══ Entries supplied ══

//! Nearest-neighbour search over a gallery.
//!
//! The matcher only talks to [`NeighborIndex`], so an approximate index can
//! replace the brute-force scan without changing matching semantics.

use rayon::prelude::*;

use crate::error::Result;
use crate::gallery::Gallery;
use crate::matcher::euclidean_distance;
use crate::Embedding;

#[derive(Debug, Clone, PartialEq)]
pub struct Neighbor<'a> {
    pub identity: &'a str,
    pub distance: f32,
}

pub trait NeighborIndex: Send + Sync {
    /// Every entry strictly closer than `radius`, in gallery order.
    fn within<'a>(&'a self, query: &Embedding, radius: f32) -> Result<Vec<Neighbor<'a>>>;

    /// The closest entry. Ties go to the earlier gallery entry.
    fn nearest<'a>(&'a self, query: &Embedding) -> Result<Option<Neighbor<'a>>>;
}

/// Exhaustive O(G·D) scan, parallel over gallery entries.
pub struct BruteForceIndex<'g> {
    gallery: &'g Gallery,
}

impl<'g> BruteForceIndex<'g> {
    pub fn new(gallery: &'g Gallery) -> Self {
        Self { gallery }
    }

    fn distances(&self, query: &Embedding) -> Result<Vec<f32>> {
        self.gallery
            .entries()
            .par_iter()
            .map(|entry| euclidean_distance(&entry.embedding, query))
            .collect()
    }
}

impl NeighborIndex for BruteForceIndex<'_> {
    fn within<'a>(&'a self, query: &Embedding, radius: f32) -> Result<Vec<Neighbor<'a>>> {
        let distances = self.distances(query)?;
        Ok(self
            .gallery
            .iter()
            .zip(distances)
            .filter(|(_, d)| *d < radius)
            .map(|(entry, distance)| Neighbor {
                identity: &entry.identity,
                distance,
            })
            .collect())
    }

    fn nearest<'a>(&'a self, query: &Embedding) -> Result<Option<Neighbor<'a>>> {
        let distances = self.distances(query)?;
        Ok(self
            .gallery
            .iter()
            .zip(distances)
            .min_by(|(_, a), (_, b)| a.total_cmp(b))
            .map(|(entry, distance)| Neighbor {
                identity: &entry.identity,
                distance,
            }))
    }
}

═══

What is needed ::
Copy out each line of the entries where the word "BruteForceIndex" is found.

Completed exercise ::
pub struct BruteForceIndex<'g> {
impl<'g> BruteForceIndex<'g> {
impl NeighborIndex for BruteForceIndex<'_> {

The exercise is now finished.